The controlled scaling approach stems from the belief that dividing focus divides outcomes. In practice, this means operational teams work within defined feedback loops, allowing faster responses to market-specific data. By keeping leadership attention on fewer concurrent projects, resource allocation is more precise and execution risk is reduced. In a sector where aggressive, simultaneous expansions have led to underperformance for several operators, this model offers a degree of resilience.
Funding structure plays a role in this discipline. Nexus is entirely self-funded, with no outside investors influencing decision timelines. Each expansion is financed from existing earnings, which places a natural constraint on overextending into unproven markets. This financial independence also allows the company to take action based solely on internal performance metrics, rather than the expectations of external stakeholders.
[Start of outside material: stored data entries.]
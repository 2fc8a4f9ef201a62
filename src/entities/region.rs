//! Manufacturing regions

use serde::{Deserialize, Serialize};

/// A manufacturing region a strap can be sourced from
#[derive(
    Debug, Clone, Copy, PartialEq, Eq, PartialOrd, Ord, Hash, Serialize, Deserialize,
)]
#[serde(rename_all = "lowercase")]
pub enum Region {
    Usa,
    Mexico,
    Taiwan,
    Vietnam,
    Cambodia,
    China,
}

impl Region {
    /// Every supported region, in catalog display order
    pub const ALL: [Region; 6] = [
        Region::Usa,
        Region::Mexico,
        Region::Taiwan,
        Region::Vietnam,
        Region::Cambodia,
        Region::China,
    ];

    /// Human-readable label shown on comparison cards
    pub fn label(&self) -> &'static str {
        match self {
            Region::Usa => "USA (Domestic)",
            Region::Mexico => "Mexico (Nearshore)",
            Region::Taiwan => "Taiwan",
            Region::Vietnam => "Vietnam",
            Region::Cambodia => "Cambodia",
            Region::China => "China",
        }
    }
}

impl std::fmt::Display for Region {
    fn fmt(&self, f: &mut std::fmt::Formatter<'_>) -> std::fmt::Result {
        match self {
            Region::Usa => write!(f, "usa"),
            Region::Mexico => write!(f, "mexico"),
            Region::Taiwan => write!(f, "taiwan"),
            Region::Vietnam => write!(f, "vietnam"),
            Region::Cambodia => write!(f, "cambodia"),
            Region::China => write!(f, "china"),
        }
    }
}

impl std::str::FromStr for Region {
    type Err = String;

    fn from_str(s: &str) -> Result<Self, Self::Err> {
        match s.to_lowercase().as_str() {
            "usa" => Ok(Region::Usa),
            "mexico" => Ok(Region::Mexico),
            "taiwan" => Ok(Region::Taiwan),
            "vietnam" => Ok(Region::Vietnam),
            "cambodia" => Ok(Region::Cambodia),
            "china" => Ok(Region::China),
            _ => Err(format!(
                "Unknown region: {}. Use usa, mexico, taiwan, vietnam, cambodia, or china",
                s
            )),
        }
    }
}

#[cfg(test)]
mod tests {
    use super::*;

    #[test]
    fn test_region_roundtrip_through_display() {
        for region in Region::ALL {
            let parsed: Region = region.to_string().parse().unwrap();
            assert_eq!(parsed, region);
        }
    }

    #[test]
    fn test_region_labels() {
        assert_eq!(Region::Usa.label(), "USA (Domestic)");
        assert_eq!(Region::Mexico.label(), "Mexico (Nearshore)");
        assert_eq!(Region::China.label(), "China");
    }

    #[test]
    fn test_region_parse_is_case_insensitive() {
        assert_eq!("USA".parse::<Region>().unwrap(), Region::Usa);
        assert!("mars".parse::<Region>().is_err());
    }

    #[test]
    fn test_region_serializes_lowercase() {
        let yaml = serde_yml::to_string(&Region::Vietnam).unwrap();
        assert_eq!(yaml.trim(), "vietnam");
    }
}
The trade-off is a slower initial footprint in emerging regions compared to competitors who rely on venture capital or debt to accelerate market entry. However, Gurhan views this pace as a calculated choice. Concentrating on fewer markets enables deeper infrastructure investment and more tailored operational models, which can improve retention and revenue stability.
The São Paulo headquarters illustrates this principle. Positioned in one of Nexus’s highest-performing markets, it serves as a central hub for Latin American operations, bringing together teams that were previously spread across multiple time zones. The location supports faster product adaptation, streamlined compliance, and more direct hiring pipelines, aligning operational infrastructure with market performance data.
While controlled scaling is not unique to Nexus, the consistency of its application is notable. Many companies adopt similar methods during early stages but abandon them in pursuit of faster expansion once revenue grows. Nexus has maintained the same deliberate pace even after surpassing half a billion dollars in H1 revenue, signalling a structural rather than situational strategy.
Industry comparisons highlight the contrast. Several of the largest gaming operators in the Top 100 ranking have entered multiple regions within a single year, often balancing launch costs with aggressive marketing spend. Nexus’s measured approach avoids such burn rates, relying instead on reinvestment from profitable operations to fund new moves. This has implications for long-term sustainability, particularly in volatile regulatory environments where market exits can erase the gains of rapid entry.
Controlled scaling does not remove risk, but it reframes it. The risk of missing early opportunities in fast-growing markets is balanced against the risk of overextending and losing operational cohesion. For Nexus, the decision framework prioritises maintaining control over every active market before adding new ones to the portfolio.
In the competitive iGaming sector, where speed and scale are often seen as primary measures of success, Gurhan’s approach represents a different reading of the growth equation. Nexus International’s trajectory suggests that expansion pace can be a strategic lever, one that, if applied with discipline, can sustain performance without compromising operational integrity.